Bastion
Page 4
The wagon left from one of the small gates in the wall around the Palace-Collegium complex, the one that usually admitted the supply wagons. In fact, this actually was a supply wagon, with high, slat sides; low on comfort but very capacious. The four of them squeezed themselves into spots along one side on the plain wooden wagon bed. No one had thought about how they’d rattle and jounce all the way down to the Fair, but, then, most of them were too excited to care. There was just enough room that Bear and Lena, and Mags and Amily, could put their heads together over their lists and the map and make some rough plans.
“Lydia is even more organized than me,” Amily said, pointing out the merchants in the list that she had underlined and the rough area of the Fair each would be in. “Then again, she’s the Princess—she probably sent someone down to hunt things out for her. She wants a perfume from here, some tinctures from here, some specially good pens and ink from this man.”

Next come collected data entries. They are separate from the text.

// Copyright (c) 2025 Dimitris Kafetzis
//
// Licensed under the MIT License.
// See LICENSE file in the project root for full license information.
//
// SPDX-License-Identifier: MIT

//! `auto-delegate inspect` command: display graph structure.

use auto_delegate::GraphTester;
use graph_ir::GraphExecutor;
use std::path::PathBuf;

pub fn execute(path: PathBuf) -> anyhow::Result<()> {
    super::banner("auto-delegate · Graph Inspector");

    let graph = super::load_graph(&path)?;
    let tester = GraphTester::new(&graph);

    // ── Summary ────────────────────────────────────────────────
    println!("  {}", graph.summary());
    println!("  Inputs: {}   Outputs: {}", graph.input_count(), graph.outputs().len());
    match tester.stats() {
        Ok(stats) => println!("  Partitioning: {stats}"),
        Err(e) => println!("  Partitioning: unavailable ({e})"),
    }
    println!();

    // ── Plan ───────────────────────────────────────────────────
    println!("{}", tester.preview()?);
    println!();

    Ok(())
}
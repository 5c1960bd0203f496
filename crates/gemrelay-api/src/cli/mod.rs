//! CLI definitions for the `gemrelay` binary.
//!
//! Running with no subcommand starts the server, so `gemrelay --port 8080`
//! and `gemrelay serve --port 8080` are equivalent. Global flags may come
//! before or after the subcommand.

pub mod models;

use std::path::PathBuf;

use clap::{Args, Parser, Subcommand};

/// Relay browser prompts to the Gemini API.
#[derive(Parser)]
#[command(name = "gemrelay", version, about, long_about = None)]
pub struct Cli {
    /// Suppress all output except errors.
    #[arg(long, global = true)]
    pub quiet: bool,

    /// Detailed output (-v for debug, -vv for trace).
    #[arg(short, long, action = clap::ArgAction::Count, global = true)]
    pub verbose: u8,

    /// Also export spans to stdout through OpenTelemetry.
    #[arg(long, global = true)]
    pub otel: bool,

    /// Path to a TOML config file.
    #[arg(long, global = true, env = "GEMRELAY_CONFIG")]
    pub config: Option<PathBuf>,

    #[command(subcommand)]
    pub command: Option<Commands>,

    /// Serve options used when no subcommand is given.
    #[command(flatten)]
    pub serve: ServeArgs,
}

#[derive(Subcommand)]
pub enum Commands {
    /// Start the HTTP server (the default).
    Serve(ServeArgs),

    /// Print the raw model catalog visible to the configured key.
    Models,
}

#[derive(Args, Clone, Debug, Default)]
pub struct ServeArgs {
    /// Port to listen on.
    #[arg(long, env = "PORT")]
    pub port: Option<u16>,

    /// Interface to bind.
    #[arg(long)]
    pub host: Option<String>,
}

impl Cli {
    /// Log filter implied by `--quiet` / `-v`.
    pub fn log_filter(&self) -> &'static str {
        match self.verbose {
            0 if self.quiet => "error",
            0 => "info",
            1 => "info,gemrelay=debug",
            _ => "trace",
        }
    }

    /// The subcommand to run, defaulting to `serve`.
    ///
    /// Serve options given before `serve` fill in any the subcommand left unset.
    pub fn into_command(self) -> Commands {
        match self.command {
            None => Commands::Serve(self.serve),
            Some(Commands::Serve(args)) => Commands::Serve(ServeArgs {
                port: args.port.or(self.serve.port),
                host: args.host.or(self.serve.host),
            }),
            Some(other) => other,
        }
    }
}

#[cfg(test)]
mod tests {
    use super::*;

    #[test]
    fn verify_cli() {
        use clap::CommandFactory;
        Cli::command().debug_assert();
    }

    #[test]
    fn no_subcommand_defaults_to_serve() {
        let cli = Cli::try_parse_from(["gemrelay", "--port", "8080"]).unwrap();
        match cli.into_command() {
            Commands::Serve(args) => assert_eq!(args.port, Some(8080)),
            Commands::Models => panic!("expected serve"),
        }
    }

    #[test]
    fn serve_subcommand_takes_host() {
        let cli = Cli::try_parse_from(["gemrelay", "serve", "--host", "0.0.0.0"]).unwrap();
        match cli.into_command() {
            Commands::Serve(args) => assert_eq!(args.host.as_deref(), Some("0.0.0.0")),
            Commands::Models => panic!("expected serve"),
        }
    }

    #[test]
    fn global_flags_before_subcommand() {
        let cli = Cli::try_parse_from(["gemrelay", "--config", "x.toml", "serve"]).unwrap();
        assert_eq!(cli.config.as_deref(), Some(std::path::Path::new("x.toml")));
        assert!(matches!(cli.into_command(), Commands::Serve(_)));

        let cli = Cli::try_parse_from(["gemrelay", "-v", "models"]).unwrap();
        assert_eq!(cli.verbose, 1);
        assert!(matches!(cli.into_command(), Commands::Models));
    }

    #[test]
    fn global_flags_after_subcommand() {
        let cli = Cli::try_parse_from(["gemrelay", "models", "--quiet", "--otel"]).unwrap();
        assert!(cli.quiet);
        assert!(cli.otel);
    }

    #[test]
    fn serve_options_before_subcommand_are_kept() {
        let cli = Cli::try_parse_from(["gemrelay", "--host", "0.0.0.0", "serve", "--port", "9000"])
            .unwrap();
        match cli.into_command() {
            Commands::Serve(args) => {
                assert_eq!(args.host.as_deref(), Some("0.0.0.0"));
                assert_eq!(args.port, Some(9000));
            }
            Commands::Models => panic!("expected serve"),
        }
    }

    #[test]
    fn models_subcommand_parses() {
        let cli = Cli::try_parse_from(["gemrelay", "models"]).unwrap();
        assert!(matches!(cli.into_command(), Commands::Models));
    }

    #[test]
    fn verbosity_maps_to_filter() {
        let quiet = Cli::try_parse_from(["gemrelay", "--quiet"]).unwrap();
        assert_eq!(quiet.log_filter(), "error");
        let debug = Cli::try_parse_from(["gemrelay", "-v"]).unwrap();
        assert_eq!(debug.log_filter(), "info,gemrelay=debug");
        let trace = Cli::try_parse_from(["gemrelay", "-vv"]).unwrap();
        assert_eq!(trace.log_filter(), "trace");
    }
}
//! Gemini `generateContent` REST types.
//!
//! Only the fields the relay reads or writes are modelled; everything else
//! in the upstream response is ignored.

use serde::{Deserialize, Serialize};

/// Request body for `models/{model}:generateContent`.
#[derive(Debug, Clone, Serialize)]
pub struct GenerateContentRequest {
    pub contents: Vec<Content>,
}

impl GenerateContentRequest {
    /// A single-turn request carrying just `prompt`.
    pub fn from_prompt(prompt: &str) -> Self {
        Self {
            contents: vec![Content {
                parts: vec![Part {
                    text: Some(prompt.to_string()),
                }],
            }],
        }
    }
}

#[derive(Debug, Clone, Default, Serialize, Deserialize)]
pub struct Content {
    #[serde(default)]
    pub parts: Vec<Part>,
}

#[derive(Debug, Clone, Serialize, Deserialize)]
pub struct Part {
    #[serde(default, skip_serializing_if = "Option::is_none")]
    pub text: Option<String>,
}

#[derive(Debug, Clone, Default, Deserialize)]
pub struct GenerateContentResponse {
    #[serde(default)]
    pub candidates: Vec<Candidate>,
}

#[derive(Debug, Clone, Deserialize)]
pub struct Candidate {
    pub content: Option<Content>,
}

impl GenerateContentResponse {
    /// Concatenated text of every part of the first candidate.
    ///
    /// Parts without text contribute nothing; no candidate yields `""`.
    pub fn text(&self) -> String {
        self.candidates
            .first()
            .and_then(|c| c.content.as_ref())
            .map(|content| {
                content
                    .parts
                    .iter()
                    .filter_map(|p| p.text.as_deref())
                    .collect::<String>()
            })
            .unwrap_or_default()
    }
}
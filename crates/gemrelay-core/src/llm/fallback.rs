//! Ordered-attempt dispatch across calling conventions.
//!
//! Generators are tried in the order they were given. A failure or an empty
//! answer from any generator except the last is logged and swallowed; the
//! last generator's outcome is returned as-is. There is no retry loop: each
//! generator is called at most once per request.

use gemrelay_types::llm::{Generation, LlmError};

use super::box_provider::BoxTextGenerator;

/// Result of a successful generation through the chain.
#[derive(Debug)]
pub struct FallbackResult {
    /// The generated text and the generator that produced it.
    pub generation: Generation,
    /// Set when the request was answered by a non-primary generator.
    pub failover_warning: Option<String>,
}

/// Tries each generator in turn until one produces text.
pub struct FallbackChain {
    generators: Vec<BoxTextGenerator>,
}

impl FallbackChain {
    /// Create a chain; the first generator is the primary.
    pub fn new(generators: Vec<BoxTextGenerator>) -> Self {
        Self { generators }
    }

    /// Names of the generators in attempt order.
    pub fn generator_names(&self) -> Vec<&str> {
        self.generators.iter().map(BoxTextGenerator::name).collect()
    }

    fn primary_name(&self) -> &str {
        self.generators.first().map_or("", BoxTextGenerator::name)
    }

    fn build_failover_warning(&self, used: &str) -> Option<String> {
        if used == self.primary_name() {
            return None;
        }
        Some(format!(
            "Switched to {used} after {} produced no text",
            self.primary_name()
        ))
    }

    /// Generate text for `prompt` with `model`.
    ///
    /// Returns the first non-empty answer from a non-final generator, or
    /// whatever the final generator returns (its text may be empty, and its
    /// error is surfaced to the caller).
    pub async fn generate(&self, model: &str, prompt: &str) -> Result<FallbackResult, LlmError> {
        let Some((last, rest)) = self.generators.split_last() else {
            return Err(LlmError::Provider {
                message: "no text generators configured".to_string(),
            });
        };

        for generator in rest {
            match generator.generate(model, prompt).await {
                Ok(text) if !text.is_empty() => {
                    return Ok(self.finish(generator.name(), text));
                }
                Ok(_) => {
                    tracing::warn!(
                        generator = generator.name(),
                        %model,
                        "Generator returned no text, trying next in chain"
                    );
                }
                Err(err) => {
                    tracing::warn!(
                        generator = generator.name(),
                        %model,
                        error = %err,
                        "Generator failed, trying next in chain"
                    );
                }
            }
        }

        let text = last.generate(model, prompt).await.inspect_err(|err| {
            tracing::error!(generator = last.name(), %model, error = %err, "Final generator failed");
        })?;
        Ok(self.finish(last.name(), text))
    }

    fn finish(&self, generator: &str, text: String) -> FallbackResult {
        let failover_warning = self.build_failover_warning(generator);
        FallbackResult {
            generation: Generation {
                text,
                generator: generator.to_string(),
            },
            failover_warning,
        }
    }
}
//! Shared domain types for gemrelay.
//!
//! Model catalog shapes, prompt validation, the provider and relay error
//! taxonomies, and the runtime configuration struct.
//!
//! Zero infrastructure dependencies -- only serde and thiserror.

pub mod config;
pub mod error;
pub mod llm;
pub mod prompt;
//! Application state shared by the HTTP handlers and CLI commands.

use std::sync::Arc;

use secrecy::SecretString;

use gemrelay_core::service::prompt::PromptService;
use gemrelay_infra::llm::build_prompt_service;
use gemrelay_types::config::RelayConfig;

/// Shared application state.
///
/// The prompt service owns the memoized model choice, so exactly one lives
/// for the whole process.
#[derive(Clone)]
pub struct AppState {
    pub prompt_service: Arc<PromptService>,
    pub config: Arc<RelayConfig>,
}

impl AppState {
    pub fn new(prompt_service: PromptService, config: RelayConfig) -> Self {
        Self {
            prompt_service: Arc::new(prompt_service),
            config: Arc::new(config),
        }
    }

    /// Wire the production upstream clients for `config`.
    pub fn init(config: RelayConfig, api_key: &SecretString) -> Self {
        let prompt_service = build_prompt_service(&config, api_key);
        Self::new(prompt_service, config)
    }
}
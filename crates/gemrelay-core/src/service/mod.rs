//! Services composing the llm building blocks.

pub mod prompt;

Mags started to ask why Lydia hadn’t just had that same footman pick the things up for her—then he realized why. First, a Royal Footman wouldn’t bargain. Second, a Royal Footman would be cheated, probably by being sold inferior goods for an inflated price. And third, a Royal Footman would not have the knowledge that Lydia’s friends did. Bear could make sure the perfume was pure and not adulterated and vouch for the quality of the tinctures, while Lena, as a Bardic Trainee, was something of an expert in pens and inks, and might just try out as many as a dozen of the former before she picked out the ones that Lydia would want.
They had to be some sort of special pen, though, to be superior to the ones supplied to the Palace. He wondered just what on earth that was all about.
As he glanced over the list of contests, he didn’t see much he was terribly interested in. For one thing, at least so far as he was concerned, he had to actually know at least some of the contestants to have any interest in the outcome. For another, things like “grain-sack hurling” and “pig catching” didn’t exactly sound . . . exciting.
“I think the contests today are a wash,” Bear said, craning his neck around.
“The good contests are all on the last three days, Lydia says,” put in Amily. “And we’ll all be back at lessons.”
“Look, if I wanta see archery that’ll make m’ eyes bulge, I’ll just ask Weaponsmaster for a demonstration,” Mags pointed out. “Now, look here, there’s a whole tent full of jugglers and tumblers and rope dancers, and the like! What’s that about?”
“You pay your penny, go in, and stay as long as you like,” Amily told him. “They have seats, and they change performers and acts. Kind of like if the performers at the wedding had come to us instead of us going ’round to them. This sort of thing only happens at the really big Fairs.”
“I like that idea,” Mags declared. “What about the rest of you?”
“I’m game,” Bear nodded. And the girls agreed.
There was a music tent too, but no one suggested going to it. After all, when you lived at the Collegia, you had the music from Bardic all around you all the time. It would be very difficult to find any sort of music that was a novelty.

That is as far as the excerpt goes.